ENTRIES PROVIDED -
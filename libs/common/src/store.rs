//! Record-store client for the external tabular database service
//!
//! All persistent entities (users, tokens, domain records) live in a
//! spreadsheet-style remote store reached over HTTP. This module provides
//! the [`RecordStore`] contract the services program against, the
//! [`HttpRecordStore`] implementation, and typed field accessors so that
//! untyped rows never leak past the client boundary.
//!
//! ```rust,no_run
//! use common::store::{ExactFilter, HttpRecordStore, RecordStore, StoreConfig};
//!
//! #[tokio::main]
//! async fn main() -> Result<(), Box<dyn std::error::Error>> {
//!     let config = StoreConfig::from_env()?;
//!     let store = HttpRecordStore::new(&config)?;
//!     let rows = store
//!         .query(
//!             "Users",
//!             ExactFilter {
//!                 field: "email",
//!                 value: "someone@epicu.fr",
//!                 max_records: 1,
//!             },
//!         )
//!         .await?;
//!     println!("matched {} rows", rows.len());
//!     Ok(())
//! }
//! ```

use async_trait::async_trait;
use chrono::{DateTime, Utc};
use serde::{Deserialize, Serialize};
use serde_json::{Map, Value};
use std::env;
use std::time::Duration;
use tracing::debug;

use crate::error::{StoreError, StoreResult};

pub mod memory;

/// Configuration for the record-store connection
#[derive(Debug, Clone)]
pub struct StoreConfig {
    /// Base URL of the record-store API
    pub api_url: String,
    /// Bearer key authenticating this application against the store
    pub api_key: String,
    /// Identifier of the base (workspace) holding the application tables
    pub base_id: String,
    /// Request timeout in seconds
    pub timeout_seconds: u64,
}

impl StoreConfig {
    /// Create a new StoreConfig from environment variables
    ///
    /// # Environment Variables
    /// - `RECORD_STORE_URL`: Base URL of the store API (default: "https://api.airtable.com/v0")
    /// - `RECORD_STORE_API_KEY`: Bearer key for the store (required)
    /// - `RECORD_STORE_BASE`: Base identifier holding the tables (required)
    /// - `RECORD_STORE_TIMEOUT_SECONDS`: Request timeout (default: 30)
    pub fn from_env() -> StoreResult<Self> {
        let api_url = env::var("RECORD_STORE_URL")
            .unwrap_or_else(|_| "https://api.airtable.com/v0".to_string());

        let api_key = env::var("RECORD_STORE_API_KEY").map_err(|_| {
            StoreError::Configuration("RECORD_STORE_API_KEY environment variable not set".into())
        })?;

        let base_id = env::var("RECORD_STORE_BASE").map_err(|_| {
            StoreError::Configuration("RECORD_STORE_BASE environment variable not set".into())
        })?;

        let timeout_seconds = env::var("RECORD_STORE_TIMEOUT_SECONDS")
            .ok()
            .and_then(|s| s.parse().ok())
            .unwrap_or(30);

        Ok(Self {
            api_url,
            api_key,
            base_id,
            timeout_seconds,
        })
    }
}

/// A single row returned by the record store
#[derive(Debug, Clone, Deserialize)]
pub struct Record {
    /// Store-assigned record identifier
    pub id: String,
    /// Raw field map; use the typed accessors instead of reading this directly
    #[serde(default)]
    pub fields: Map<String, Value>,
}

impl Record {
    fn malformed(&self, table: &str, message: impl Into<String>) -> StoreError {
        StoreError::Malformed {
            table: table.to_string(),
            id: self.id.clone(),
            message: message.into(),
        }
    }

    /// Read a required string field
    pub fn str_field(&self, table: &str, name: &str) -> StoreResult<String> {
        match self.fields.get(name) {
            Some(Value::String(s)) => Ok(s.clone()),
            Some(_) => Err(self.malformed(table, format!("field {name} is not a string"))),
            None => Err(self.malformed(table, format!("missing field {name}"))),
        }
    }

    /// Read an optional string field; absent and empty both map to None
    pub fn opt_str_field(&self, name: &str) -> Option<String> {
        match self.fields.get(name) {
            Some(Value::String(s)) if !s.is_empty() => Some(s.clone()),
            _ => None,
        }
    }

    /// Read a required RFC 3339 timestamp field
    pub fn datetime_field(&self, table: &str, name: &str) -> StoreResult<DateTime<Utc>> {
        let raw = self.str_field(table, name)?;
        DateTime::parse_from_rfc3339(&raw)
            .map(|dt| dt.with_timezone(&Utc))
            .map_err(|e| self.malformed(table, format!("field {name} is not a timestamp: {e}")))
    }

    /// Read an optional RFC 3339 timestamp field; absent and empty map to None,
    /// a present-but-unparseable value is an error
    pub fn opt_datetime_field(
        &self,
        table: &str,
        name: &str,
    ) -> StoreResult<Option<DateTime<Utc>>> {
        let Some(raw) = self.opt_str_field(name) else {
            return Ok(None);
        };
        DateTime::parse_from_rfc3339(&raw)
            .map(|dt| Some(dt.with_timezone(&Utc)))
            .map_err(|e| self.malformed(table, format!("field {name} is not a timestamp: {e}")))
    }

    /// Read a link field holding zero or more record ids; absent maps to empty
    pub fn str_list_field(&self, name: &str) -> Vec<String> {
        match self.fields.get(name) {
            Some(Value::Array(items)) => items
                .iter()
                .filter_map(|v| v.as_str().map(str::to_string))
                .collect(),
            _ => Vec::new(),
        }
    }
}

/// An exact-match filter on a single field, capped to a bounded row count
#[derive(Debug, Clone, Copy)]
pub struct ExactFilter<'a> {
    pub field: &'a str,
    pub value: &'a str,
    pub max_records: u32,
}

impl ExactFilter<'_> {
    /// Render the filter as a store formula, quoting the value
    pub fn formula(&self) -> String {
        let escaped = self.value.replace('\\', "\\\\").replace('\'', "\\'");
        format!("{{{}}} = '{}'", self.field, escaped)
    }
}

/// Contract for the external record store
///
/// The services only ever issue exact-match filtered reads with a small row
/// cap, point fetches for link resolution, and row create/update/destroy.
#[async_trait]
pub trait RecordStore: Send + Sync {
    /// Filtered read returning at most `filter.max_records` rows
    async fn query(&self, table: &str, filter: ExactFilter<'_>) -> StoreResult<Vec<Record>>;

    /// Unfiltered read returning at most `max_records` rows
    async fn list(&self, table: &str, max_records: u32) -> StoreResult<Vec<Record>>;

    /// Point read by record id; None when the record does not exist
    async fn fetch(&self, table: &str, id: &str) -> StoreResult<Option<Record>>;

    /// Create a row and return it as stored
    async fn insert(&self, table: &str, fields: Map<String, Value>) -> StoreResult<Record>;

    /// Partial update of a row and return it as stored
    async fn update(&self, table: &str, id: &str, fields: Map<String, Value>)
    -> StoreResult<Record>;

    /// Destroy a row; returns whether a row was actually deleted
    async fn delete(&self, table: &str, id: &str) -> StoreResult<bool>;
}

#[derive(Deserialize)]
struct RecordList {
    records: Vec<Record>,
}

#[derive(Deserialize)]
struct DeleteResponse {
    #[serde(default)]
    deleted: bool,
}

#[derive(Serialize)]
struct FieldsBody {
    fields: Map<String, Value>,
}

/// HTTP client for the record-store service
#[derive(Clone)]
pub struct HttpRecordStore {
    client: reqwest::Client,
    api_url: String,
    api_key: String,
    base_id: String,
}

impl HttpRecordStore {
    /// Initialize a new record-store client
    pub fn new(config: &StoreConfig) -> StoreResult<Self> {
        let client = reqwest::Client::builder()
            .timeout(Duration::from_secs(config.timeout_seconds))
            .build()
            .map_err(StoreError::Request)?;

        Ok(Self {
            client,
            api_url: config.api_url.trim_end_matches('/').to_string(),
            api_key: config.api_key.clone(),
            base_id: config.base_id.clone(),
        })
    }

    fn table_url(&self, table: &str) -> String {
        format!("{}/{}/{}", self.api_url, self.base_id, table)
    }

    fn record_url(&self, table: &str, id: &str) -> String {
        format!("{}/{}/{}/{}", self.api_url, self.base_id, table, id)
    }

    async fn error_from(response: reqwest::Response) -> StoreError {
        let status = response.status().as_u16();
        let message = response.text().await.unwrap_or_default();
        StoreError::Api { status, message }
    }

    async fn parse_record(response: reqwest::Response) -> StoreResult<Record> {
        if !response.status().is_success() {
            return Err(Self::error_from(response).await);
        }
        response.json().await.map_err(StoreError::Request)
    }

    /// Check store connectivity by reading a single row from `table`
    pub async fn health_check(&self, table: &str) -> StoreResult<bool> {
        self.list(table, 1).await?;
        Ok(true)
    }
}

#[async_trait]
impl RecordStore for HttpRecordStore {
    async fn query(&self, table: &str, filter: ExactFilter<'_>) -> StoreResult<Vec<Record>> {
        debug!("Querying table {} by field {}", table, filter.field);

        let response = self
            .client
            .get(self.table_url(table))
            .bearer_auth(&self.api_key)
            .query(&[
                ("filterByFormula", filter.formula()),
                ("maxRecords", filter.max_records.to_string()),
            ])
            .send()
            .await
            .map_err(StoreError::Request)?;

        if !response.status().is_success() {
            return Err(Self::error_from(response).await);
        }

        let list: RecordList = response.json().await.map_err(StoreError::Request)?;
        Ok(list.records)
    }

    async fn list(&self, table: &str, max_records: u32) -> StoreResult<Vec<Record>> {
        let response = self
            .client
            .get(self.table_url(table))
            .bearer_auth(&self.api_key)
            .query(&[("maxRecords", max_records.to_string())])
            .send()
            .await
            .map_err(StoreError::Request)?;

        if !response.status().is_success() {
            return Err(Self::error_from(response).await);
        }

        let list: RecordList = response.json().await.map_err(StoreError::Request)?;
        Ok(list.records)
    }

    async fn fetch(&self, table: &str, id: &str) -> StoreResult<Option<Record>> {
        let response = self
            .client
            .get(self.record_url(table, id))
            .bearer_auth(&self.api_key)
            .send()
            .await
            .map_err(StoreError::Request)?;

        if response.status() == reqwest::StatusCode::NOT_FOUND {
            return Ok(None);
        }

        Self::parse_record(response).await.map(Some)
    }

    async fn insert(&self, table: &str, fields: Map<String, Value>) -> StoreResult<Record> {
        let response = self
            .client
            .post(self.table_url(table))
            .bearer_auth(&self.api_key)
            .json(&FieldsBody { fields })
            .send()
            .await
            .map_err(StoreError::Request)?;

        Self::parse_record(response).await
    }

    async fn update(
        &self,
        table: &str,
        id: &str,
        fields: Map<String, Value>,
    ) -> StoreResult<Record> {
        let response = self
            .client
            .patch(self.record_url(table, id))
            .bearer_auth(&self.api_key)
            .json(&FieldsBody { fields })
            .send()
            .await
            .map_err(StoreError::Request)?;

        Self::parse_record(response).await
    }

    async fn delete(&self, table: &str, id: &str) -> StoreResult<bool> {
        debug!("Deleting record {} from table {}", id, table);

        let response = self
            .client
            .delete(self.record_url(table, id))
            .bearer_auth(&self.api_key)
            .send()
            .await
            .map_err(StoreError::Request)?;

        if response.status() == reqwest::StatusCode::NOT_FOUND {
            return Ok(false);
        }

        if !response.status().is_success() {
            return Err(Self::error_from(response).await);
        }

        let body: DeleteResponse = response.json().await.map_err(StoreError::Request)?;
        Ok(body.deleted)
    }
}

YOUR OBJECTIVE -
Copy out each line of the data that includes the string "Configuration".

RESPONSE TO THIS EXERCISE -
/// Configuration for the record-store connection
            StoreError::Configuration("RECORD_STORE_API_KEY environment variable not set".into())
            StoreError::Configuration("RECORD_STORE_BASE environment variable not set".into())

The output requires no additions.